------ Supplied data ------

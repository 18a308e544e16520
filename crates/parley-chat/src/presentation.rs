//! Presentation adapter seam.
//!
//! The engine owns no rendering. It drives a `Presentation` implementation
//! (DOM bridge, terminal, test recorder) and receives user events back as
//! calls into `ChatWidget`.

use std::sync::atomic::{AtomicU64, Ordering};
use std::sync::Mutex;

use parley_core::Sender;

/// Identifies one visible typing placeholder.
#[derive(Clone, Copy, Debug, PartialEq, Eq, Hash)]
pub struct TypingHandle(pub u64);

/// Rendering operations the engine needs from its host.
///
/// Methods take `&self`; adapters keep their own interior mutability.
pub trait Presentation: Send + Sync {
    fn append_message(&self, sender: Sender, text: &str);

    /// Show clickable choices. Selecting one must come back as
    /// `ChatWidget::click_option`.
    fn present_options(&self, options: &[String]);

    fn clear_options(&self);

    fn clear_input(&self);

    fn show_typing(&self) -> TypingHandle;

    fn remove_typing(&self, handle: TypingHandle);

    /// Ask the host page to expand or collapse the widget frame.
    fn set_expanded(&self, _expanded: bool) {}
}

// =============================================================================
// TypingGuard
// =============================================================================

/// A shown typing placeholder that is removed exactly once: explicitly via
/// `finish`, or on drop if the turn is abandoned.
pub(crate) struct TypingGuard<'a> {
    ui: &'a dyn Presentation,
    handle: Option<TypingHandle>,
}

impl<'a> TypingGuard<'a> {
    pub(crate) fn show(ui: &'a dyn Presentation) -> Self {
        let handle = ui.show_typing();
        Self {
            ui,
            handle: Some(handle),
        }
    }

    pub(crate) fn finish(mut self) {
        if let Some(handle) = self.handle.take() {
            self.ui.remove_typing(handle);
        }
    }
}

impl Drop for TypingGuard<'_> {
    fn drop(&mut self) {
        if let Some(handle) = self.handle.take() {
            self.ui.remove_typing(handle);
        }
    }
}

// =============================================================================
// RecordingPresentation
// =============================================================================

/// Everything a `RecordingPresentation` was asked to do, in order.
#[derive(Clone, Debug, PartialEq, Eq)]
pub enum PresentationEvent {
    Message { sender: Sender, text: String },
    Options(Vec<String>),
    OptionsCleared,
    InputCleared,
    TypingShown(TypingHandle),
    TypingRemoved(TypingHandle),
    Expanded(bool),
}

/// Headless adapter that records every call.
#[derive(Debug, Default)]
pub struct RecordingPresentation {
    events: Mutex<Vec<PresentationEvent>>,
    next_handle: AtomicU64,
}

impl RecordingPresentation {
    pub fn new() -> Self {
        Self::default()
    }

    pub fn events(&self) -> Vec<PresentationEvent> {
        self.events
            .lock()
            .map(|events| events.clone())
            .unwrap_or_default()
    }

    /// Messages appended so far, as `(sender, text)` pairs.
    pub fn messages(&self) -> Vec<(Sender, String)> {
        self.events()
            .into_iter()
            .filter_map(|event| match event {
                PresentationEvent::Message { sender, text } => Some((sender, text)),
                _ => None,
            })
            .collect()
    }

    /// The most recently presented option set, if options are showing.
    pub fn visible_options(&self) -> Option<Vec<String>> {
        let mut visible = None;
        for event in self.events() {
            match event {
                PresentationEvent::Options(options) => visible = Some(options),
                PresentationEvent::OptionsCleared => visible = None,
                _ => {}
            }
        }
        visible
    }

    pub fn typing_shown(&self) -> usize {
        self.count(|e| matches!(e, PresentationEvent::TypingShown(_)))
    }

    pub fn typing_removed(&self) -> usize {
        self.count(|e| matches!(e, PresentationEvent::TypingRemoved(_)))
    }

    fn count(&self, pred: impl Fn(&PresentationEvent) -> bool) -> usize {
        self.events().iter().filter(|e| pred(e)).count()
    }

    fn push(&self, event: PresentationEvent) {
        if let Ok(mut events) = self.events.lock() {
            events.push(event);
        }
    }
}

impl Presentation for RecordingPresentation {
    fn append_message(&self, sender: Sender, text: &str) {
        self.push(PresentationEvent::Message {
            sender,
            text: text.to_string(),
        });
    }

    fn present_options(&self, options: &[String]) {
        self.push(PresentationEvent::Options(options.to_vec()));
    }

    fn clear_options(&self) {
        self.push(PresentationEvent::OptionsCleared);
    }

    fn clear_input(&self) {
        self.push(PresentationEvent::InputCleared);
    }

    fn show_typing(&self) -> TypingHandle {
        let handle = TypingHandle(self.next_handle.fetch_add(1, Ordering::Relaxed));
        self.push(PresentationEvent::TypingShown(handle));
        handle
    }

    fn remove_typing(&self, handle: TypingHandle) {
        self.push(PresentationEvent::TypingRemoved(handle));
    }

    fn set_expanded(&self, expanded: bool) {
        self.push(PresentationEvent::Expanded(expanded));
    }
}
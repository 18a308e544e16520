//! Remote service seams and their wire types.
//!
//! Defines the `LookupService` and `InferenceService` async traits the
//! resolver talks to, plus `MockBackend`, a scripted in-memory
//! implementation for tests and offline demos.

use std::collections::HashMap;
use std::sync::Mutex;
use std::time::Duration;

use async_trait::async_trait;
use indexmap::IndexMap;
use parley_core::{normalize_phrase, ResponseRecord};
use serde::{Deserialize, Serialize};

use crate::error::ChatError;

/// Ordered phrase -> record mapping returned by one lookup call.
pub type LookupEntries = IndexMap<String, ResponseRecord>;

// =============================================================================
// Wire types
// =============================================================================

/// Body of `POST /getresponses`.
#[derive(Debug, Clone, PartialEq, Eq, Serialize, Deserialize)]
pub struct LookupRequest {
    pub user_input: String,
    pub client_id: String,
    #[serde(default, skip_serializing_if = "Option::is_none")]
    pub session_id: Option<String>,
}

/// Body of `POST /ask`.
#[derive(Debug, Clone, PartialEq, Eq, Serialize, Deserialize)]
pub struct InferenceRequest {
    pub user_input: String,
    pub section_id: String,
    pub client_id: String,
    pub model_choice: String,
}

/// Body of a successful `POST /ask` reply.
#[derive(Debug, Clone, Default, PartialEq, Eq, Serialize, Deserialize)]
pub struct InferenceReply {
    #[serde(default)]
    pub response: Option<String>,
}

impl InferenceReply {
    /// The answer text, if present and not blank.
    pub fn usable_text(&self) -> Option<&str> {
        self.response.as_deref().filter(|r| !r.trim().is_empty())
    }
}

// =============================================================================
// Traits
// =============================================================================

/// Keyword response lookup, keyed by user text.
#[async_trait]
pub trait LookupService: Send + Sync {
    /// Fetch the response entries for one phrase.
    ///
    /// Transport failures, non-success statuses and malformed bodies are all
    /// reported as `ChatError::LookupFailed`.
    async fn lookup(&self, request: &LookupRequest) -> Result<LookupEntries, ChatError>;
}

/// Free-text answer generation for phrases the cache cannot answer.
#[async_trait]
pub trait InferenceService: Send + Sync {
    /// Ask the inference service. A reply without text is still `Ok`; only
    /// transport failures and non-success statuses are errors.
    async fn ask(&self, request: &InferenceRequest) -> Result<InferenceReply, ChatError>;
}

// =============================================================================
// MockBackend
// =============================================================================

#[derive(Debug, Clone)]
enum InferenceScript {
    Reply(Option<String>),
    Unreachable,
}

/// Scripted backend implementing both service traits.
///
/// Lookups return the entries registered for the normalized phrase (or an
/// empty mapping). Every request is recorded for later inspection.
#[derive(Debug)]
pub struct MockBackend {
    lookups: HashMap<String, LookupEntries>,
    lookups_fail: bool,
    inference: InferenceScript,
    latency: Duration,
    lookup_calls: Mutex<Vec<LookupRequest>>,
    inference_calls: Mutex<Vec<InferenceRequest>>,
}

impl Default for MockBackend {
    fn default() -> Self {
        Self {
            lookups: HashMap::new(),
            lookups_fail: false,
            inference: InferenceScript::Reply(None),
            latency: Duration::ZERO,
            lookup_calls: Mutex::new(Vec::new()),
            inference_calls: Mutex::new(Vec::new()),
        }
    }
}

impl MockBackend {
    pub fn new() -> Self {
        Self::default()
    }

    /// Register the entries returned when `phrase` is looked up.
    pub fn with_lookup<I, K>(mut self, phrase: &str, entries: I) -> Self
    where
        I: IntoIterator<Item = (K, ResponseRecord)>,
        K: Into<String>,
    {
        let entries = entries.into_iter().map(|(k, v)| (k.into(), v)).collect();
        self.lookups.insert(normalize_phrase(phrase), entries);
        self
    }

    /// Make every lookup fail.
    pub fn failing_lookups(mut self) -> Self {
        self.lookups_fail = true;
        self
    }

    /// Answer every inference request with `reply`.
    pub fn with_inference_reply(mut self, reply: Option<&str>) -> Self {
        self.inference = InferenceScript::Reply(reply.map(str::to_string));
        self
    }

    /// Make every inference request fail at the transport level.
    pub fn unreachable_inference(mut self) -> Self {
        self.inference = InferenceScript::Unreachable;
        self
    }

    /// Delay every call by `latency`.
    pub fn with_latency(mut self, latency: Duration) -> Self {
        self.latency = latency;
        self
    }

    pub fn lookup_calls(&self) -> Vec<LookupRequest> {
        self.lookup_calls
            .lock()
            .map(|calls| calls.clone())
            .unwrap_or_default()
    }

    pub fn inference_calls(&self) -> Vec<InferenceRequest> {
        self.inference_calls
            .lock()
            .map(|calls| calls.clone())
            .unwrap_or_default()
    }

    async fn simulate_latency(&self) {
        if !self.latency.is_zero() {
            tokio::time::sleep(self.latency).await;
        }
    }
}

#[async_trait]
impl LookupService for MockBackend {
    async fn lookup(&self, request: &LookupRequest) -> Result<LookupEntries, ChatError> {
        self.lookup_calls
            .lock()
            .map_err(|e| ChatError::State(format!("mock lock poisoned: {}", e)))?
            .push(request.clone());
        self.simulate_latency().await;

        if self.lookups_fail {
            return Err(ChatError::LookupFailed("scripted failure".to_string()));
        }
        Ok(self
            .lookups
            .get(&normalize_phrase(&request.user_input))
            .cloned()
            .unwrap_or_default())
    }
}

#[async_trait]
impl InferenceService for MockBackend {
    async fn ask(&self, request: &InferenceRequest) -> Result<InferenceReply, ChatError> {
        self.inference_calls
            .lock()
            .map_err(|e| ChatError::State(format!("mock lock poisoned: {}", e)))?
            .push(request.clone());
        self.simulate_latency().await;

        match &self.inference {
            InferenceScript::Reply(response) => Ok(InferenceReply {
                response: response.clone(),
            }),
            InferenceScript::Unreachable => Err(ChatError::InferenceFailed(
                "scripted transport failure".to_string(),
            )),
        }
    }
}

// =============================================================================
// Tests
// =============================================================================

------

**Exercise instructions**
Nothing but the lines from the first line of the listing above through the line holding "pub trait Presentation: Send" should be reproduced, and each must match exactly.

**Answer for this exercise**
repository 18a308e544e16520
filename crates/parley-chat/src/presentation.rs
//! Presentation adapter seam.
//!
//! The engine owns no rendering. It drives a `Presentation` implementation
//! (DOM bridge, terminal, test recorder) and receives user events back as
//! calls into `ChatWidget`.

use std::sync::atomic::{AtomicU64, Ordering};
use std::sync::Mutex;

use parley_core::Sender;

/// Identifies one visible typing placeholder.
#[derive(Clone, Copy, Debug, PartialEq, Eq, Hash)]
pub struct TypingHandle(pub u64);

/// Rendering operations the engine needs from its host.
///
/// Methods take `&self`; adapters keep their own interior mutability.
pub trait Presentation: Send + Sync {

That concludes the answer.